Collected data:
use super::model::ReplenishmentPick;
use crate::model::{CoreValue, PostStatus, Quote, QueueEntry, ScheduledPost};
use anyhow::{anyhow, Context, Result};
use chrono::{DateTime, Duration, Utc};
use sqlx::{Row, Transaction};
use sqlx::{Sqlite, SqlitePool};
use tracing::instrument;
use uuid::Uuid;

pub type Pool = SqlitePool;

/// Fixed sentinel key of the singleton scheduled-post row.
pub const SCHEDULED_POST_KEY: &str = "current";

pub async fn init_pool(database_url: &str) -> Result<Pool> {
    let normalized = prepare_sqlite_url(database_url);
    let pool = SqlitePool::connect(&normalized).await?;
    // Enable WAL and stricter durability.
    sqlx::query("PRAGMA journal_mode=WAL;")
        .execute(&pool)
        .await?;
    sqlx::query("PRAGMA synchronous=FULL;")
        .execute(&pool)
        .await?;
    Ok(pool)
}

/// For file-backed SQLite URLs, expand a leading `~/` and create the parent
/// directory. In-memory URLs and non-sqlite schemes pass through untouched.
fn prepare_sqlite_url(url: &str) -> String {
    let Some(rest) = url.strip_prefix("sqlite:") else {
        return url.to_string();
    };
    if rest.starts_with(":memory") {
        return url.to_string();
    }

    let rest = rest.strip_prefix("//").unwrap_or(rest);
    let (path, query) = match rest.split_once('?') {
        Some((p, q)) => (p, Some(q)),
        None => (rest, None),
    };
    if path.is_empty() {
        return url.to_string();
    }

    let path = match (path.strip_prefix("~/"), std::env::var("HOME")) {
        (Some(tail), Ok(home)) => format!("{}/{}", home.trim_end_matches('/'), tail),
        _ => path.to_string(),
    };
    if let Some(parent) = std::path::Path::new(&path).parent() {
        if !parent.as_os_str().is_empty() {
            let _ = std::fs::create_dir_all(parent);
        }
    }

    match query {
        Some(q) => format!("sqlite://{}?{}", path, q),
        None => format!("sqlite://{}", path),
    }
}

pub async fn run_migrations(pool: &Pool) -> Result<()> {
    sqlx::migrate!("./migrations").run(pool).await?;
    Ok(())
}

/// Zero-padded 2-digit queue ordinal ("01".."10").
pub fn format_position(index: i64) -> String {
    format!("{:02}", index)
}

fn entry_from_row(row: &sqlx::sqlite::SqliteRow) -> QueueEntry {
    QueueEntry {
        id: row.get("id"),
        core_value_id: row.get("core_value_id"),
        quote_id: row.get("quote_id"),
        queue_position: row.get("queue_position"),
        created_at: row.get("created_at"),
    }
}

#[instrument(skip_all)]
pub async fn list_queue(pool: &Pool) -> Result<Vec<QueueEntry>> {
    let rows = sqlx::query(
        "SELECT id, core_value_id, quote_id, queue_position, created_at \
         FROM queue_entries ORDER BY queue_position ASC",
    )
    .fetch_all(pool)
    .await?;
    Ok(rows.iter().map(entry_from_row).collect())
}

#[instrument(skip_all)]
pub async fn queue_head(pool: &Pool) -> Result<Option<QueueEntry>> {
    let row = sqlx::query(
        "SELECT id, core_value_id, quote_id, queue_position, created_at \
         FROM queue_entries ORDER BY queue_position ASC LIMIT 1",
    )
    .fetch_optional(pool)
    .await?;
    Ok(row.as_ref().map(entry_from_row))
}

#[instrument(skip_all)]
pub async fn queue_len(pool: &Pool) -> Result<i64> {
    let count: i64 = sqlx::query_scalar("SELECT COUNT(*) FROM queue_entries")
        .fetch_one(pool)
        .await?;
    Ok(count)
}

#[instrument(skip_all)]
pub async fn append_queue_entry(
    tx: &mut Transaction<'_, Sqlite>,
    core_value_id: &str,
    quote_id: &str,
    position: i64,
) -> Result<String> {
    let id = Uuid::new_v4().to_string();
    sqlx::query(
        "INSERT INTO queue_entries (id, core_value_id, quote_id, queue_position, created_at) \
         VALUES (?, ?, ?, ?, ?)",
    )
    .bind(&id)
    .bind(core_value_id)
    .bind(quote_id)
    .bind(format_position(position))
    .bind(Utc::now())
    .execute(&mut **tx)
    .await?;
    Ok(id)
}

#[instrument(skip_all)]
pub async fn delete_queue_entry(tx: &mut Transaction<'_, Sqlite>, id: &str) -> Result<()> {
    let res = sqlx::query("DELETE FROM queue_entries WHERE id = ?")
        .bind(id)
        .execute(&mut **tx)
        .await?;
    if res.rows_affected() == 0 {
        return Err(anyhow!("queue entry {} not found", id));
    }
    Ok(())
}

/// Rewrite every remaining entry's position to its contiguous 1-based index,
/// zero-padded. Two passes: park positions in a non-colliding namespace
/// first, since `queue_position` carries a UNIQUE constraint.
#[instrument(skip_all)]
pub async fn renumber_queue(tx: &mut Transaction<'_, Sqlite>) -> Result<()> {
    let ids: Vec<String> =
        sqlx::query_scalar("SELECT id FROM queue_entries ORDER BY queue_position ASC")
            .fetch_all(&mut **tx)
            .await?;
    for (i, id) in ids.iter().enumerate() {
        sqlx::query("UPDATE queue_entries SET queue_position = ? WHERE id = ?")
            .bind(format!("tmp-{:02}", i + 1))
            .bind(id)
            .execute(&mut **tx)
            .await?;
    }
    for (i, id) in ids.iter().enumerate() {
        sqlx::query("UPDATE queue_entries SET queue_position = ? WHERE id = ?")
            .bind(format_position(i as i64 + 1))
            .bind(id)
            .execute(&mut **tx)
            .await?;
    }
    Ok(())
}

/// Uniform random (core value, quote) pair whose quote is not already queued.
/// Returns `None` when no eligible quote (or no core value) exists.
#[instrument(skip_all)]
pub async fn pick_replenishment(
    tx: &mut Transaction<'_, Sqlite>,
) -> Result<Option<ReplenishmentPick>> {
    let quote_id: Option<String> = sqlx::query_scalar(
        "SELECT id FROM quotes \
         WHERE id NOT IN (SELECT quote_id FROM queue_entries) \
         ORDER BY RANDOM() LIMIT 1",
    )
    .fetch_optional(&mut **tx)
    .await?;
    let Some(quote_id) = quote_id else {
        return Ok(None);
    };
    let core_value_id: Option<String> =
        sqlx::query_scalar("SELECT id FROM core_values ORDER BY RANDOM() LIMIT 1")
            .fetch_optional(&mut **tx)
            .await?;
    let Some(core_value_id) = core_value_id else {
        return Ok(None);
    };
    Ok(Some(ReplenishmentPick {
        core_value_id,
        quote_id,
    }))
}

#[instrument(skip_all)]
pub async fn get_core_value(pool: &Pool, id: &str) -> Result<Option<CoreValue>> {
    let row = sqlx::query("SELECT id, name, description FROM core_values WHERE id = ?")
        .bind(id)
        .fetch_optional(pool)
        .await?;
    Ok(row.map(|r| CoreValue {
        id: r.get("id"),
        name: r.get("name"),
        description: r.get("description"),
    }))
}

#[instrument(skip_all)]
pub async fn get_quote(pool: &Pool, id: &str) -> Result<Option<Quote>> {
    let row = sqlx::query("SELECT id, text, author FROM quotes WHERE id = ?")
        .bind(id)
        .fetch_optional(pool)
        .await?;
    Ok(row.map(|r| Quote {
        id: r.get("id"),
        text: r.get("text"),
        author: r.get("author"),
    }))
}

#[instrument(skip_all)]
pub async fn insert_core_value(pool: &Pool, name: &str, description: &str) -> Result<String> {
    let id = Uuid::new_v4().to_string();
    sqlx::query("INSERT INTO core_values (id, name, description) VALUES (?, ?, ?)")
        .bind(&id)
        .bind(name)
        .bind(description)
        .execute(pool)
        .await?;
    Ok(id)
}

#[instrument(skip_all)]
pub async fn insert_quote(pool: &Pool, text: &str, author: &str) -> Result<String> {
    let id = Uuid::new_v4().to_string();
    sqlx::query("INSERT INTO quotes (id, text, author) VALUES (?, ?, ?)")
        .bind(&id)
        .bind(text)
        .bind(author)
        .execute(pool)
        .await?;
    Ok(id)
}

/// Sentinel-keyed upsert: overwrites payload, schedule and status, and
/// resets `sent_at`, so at most one pending post ever exists.
#[instrument(skip_all)]
pub async fn upsert_scheduled_post(
    tx: &mut Transaction<'_, Sqlite>,
    payload_json: &str,
    asset_keys_json: &str,
    scheduled_for: DateTime<Utc>,
    created_at: DateTime<Utc>,
) -> Result<()> {
    sqlx::query(
        "INSERT INTO scheduled_post (key, payload, asset_keys, scheduled_for, status, created_at, sent_at) \
         VALUES (?, ?, ?, ?, 'pending', ?, NULL) \
         ON CONFLICT(key) DO UPDATE SET \
           payload = excluded.payload, \
           asset_keys = excluded.asset_keys, \
           scheduled_for = excluded.scheduled_for, \
           status = 'pending', \
           created_at = excluded.created_at, \
           sent_at = NULL",
    )
    .bind(SCHEDULED_POST_KEY)
    .bind(payload_json)
    .bind(asset_keys_json)
    .bind(scheduled_for)
    .bind(created_at)
    .execute(&mut **tx)
    .await?;
    Ok(())
}

#[instrument(skip_all)]
pub async fn get_scheduled_post(pool: &Pool) -> Result<Option<ScheduledPost>> {
    let row = sqlx::query(
        "SELECT key, payload, asset_keys, scheduled_for, status, created_at, sent_at \
         FROM scheduled_post WHERE key = ?",
    )
    .bind(SCHEDULED_POST_KEY)
    .fetch_optional(pool)
    .await?;
    let Some(row) = row else {
        return Ok(None);
    };

    let payload_json: String = row.get("payload");
    let payload =
        serde_json::from_str(&payload_json).context("scheduled post payload is not valid JSON")?;
    let asset_keys_json: String = row.get("asset_keys");
    let asset_keys: Vec<String> =
        serde_json::from_str(&asset_keys_json).context("asset_keys is not valid JSON")?;
    let status_str: String = row.get("status");
    let status = PostStatus::parse_status(&status_str)
        .ok_or_else(|| anyhow!("scheduled post has unknown status {}", status_str))?;

    Ok(Some(ScheduledPost {
        key: row.get("key"),
        payload,
        asset_keys,
        scheduled_for: row.get("scheduled_for"),
        status,
        created_at: row.get("created_at"),
        sent_at: row.try_get("sent_at").ok(),
    }))
}

/// Compare-and-swap acquire of the single rotation lease. Succeeds when the
/// lease is free or its expiry has passed.
#[instrument(skip_all)]
pub async fn try_acquire_lease(
    pool: &Pool,
    holder: &str,
    now: DateTime<Utc>,
    ttl_secs: i64,
) -> Result<bool> {
    let res = sqlx::query(
        "UPDATE rotation_lease SET holder = ?, locked_until = ? \
         WHERE id = 1 AND (locked_until IS NULL OR locked_until <= ?)",
    )
    .bind(holder)
    .bind(now + Duration::seconds(ttl_secs))
    .bind(now)
    .execute(pool)
    .await?;
    Ok(res.rows_affected() == 1)
}

#[instrument(skip_all)]
pub async fn release_lease(pool: &Pool, holder: &str) -> Result<()> {
    sqlx::query("UPDATE rotation_lease SET holder = NULL, locked_until = NULL WHERE id = 1 AND holder = ?")
        .bind(holder)
        .execute(pool)
        .await?;
    Ok(())
}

> To do
If a line of the records above includes the word "excluded", count it; state the final number with no other words.

> Answer section
4